◆ **Your task**:
Report every line from the material that contains the word "display".

◆ **Data for this task**:
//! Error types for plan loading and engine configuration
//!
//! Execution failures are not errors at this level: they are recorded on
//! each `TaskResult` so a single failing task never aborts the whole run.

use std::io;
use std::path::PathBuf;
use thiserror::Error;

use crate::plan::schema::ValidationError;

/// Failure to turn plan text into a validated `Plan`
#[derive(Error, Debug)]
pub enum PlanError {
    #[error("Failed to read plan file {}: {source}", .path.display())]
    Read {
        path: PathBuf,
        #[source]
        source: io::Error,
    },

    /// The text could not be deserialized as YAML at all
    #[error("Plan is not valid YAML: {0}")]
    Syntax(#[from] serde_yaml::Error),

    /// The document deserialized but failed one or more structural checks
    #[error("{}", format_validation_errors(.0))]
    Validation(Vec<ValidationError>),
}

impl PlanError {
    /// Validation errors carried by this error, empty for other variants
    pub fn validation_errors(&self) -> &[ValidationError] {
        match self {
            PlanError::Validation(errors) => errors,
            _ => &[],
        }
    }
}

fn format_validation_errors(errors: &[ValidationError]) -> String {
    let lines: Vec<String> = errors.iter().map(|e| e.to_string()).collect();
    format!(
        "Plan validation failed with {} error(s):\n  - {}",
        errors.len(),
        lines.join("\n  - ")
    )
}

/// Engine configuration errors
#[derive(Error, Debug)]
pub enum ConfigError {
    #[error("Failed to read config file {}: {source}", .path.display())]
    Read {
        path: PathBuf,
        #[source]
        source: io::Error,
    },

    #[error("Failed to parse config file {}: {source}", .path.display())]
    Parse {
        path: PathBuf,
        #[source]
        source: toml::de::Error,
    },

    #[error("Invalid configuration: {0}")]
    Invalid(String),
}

◆ **Response below**:
    #[error("Failed to read plan file {}: {source}", .path.display())]
    #[error("Failed to read config file {}: {source}", .path.display())]
    #[error("Failed to parse config file {}: {source}", .path.display())]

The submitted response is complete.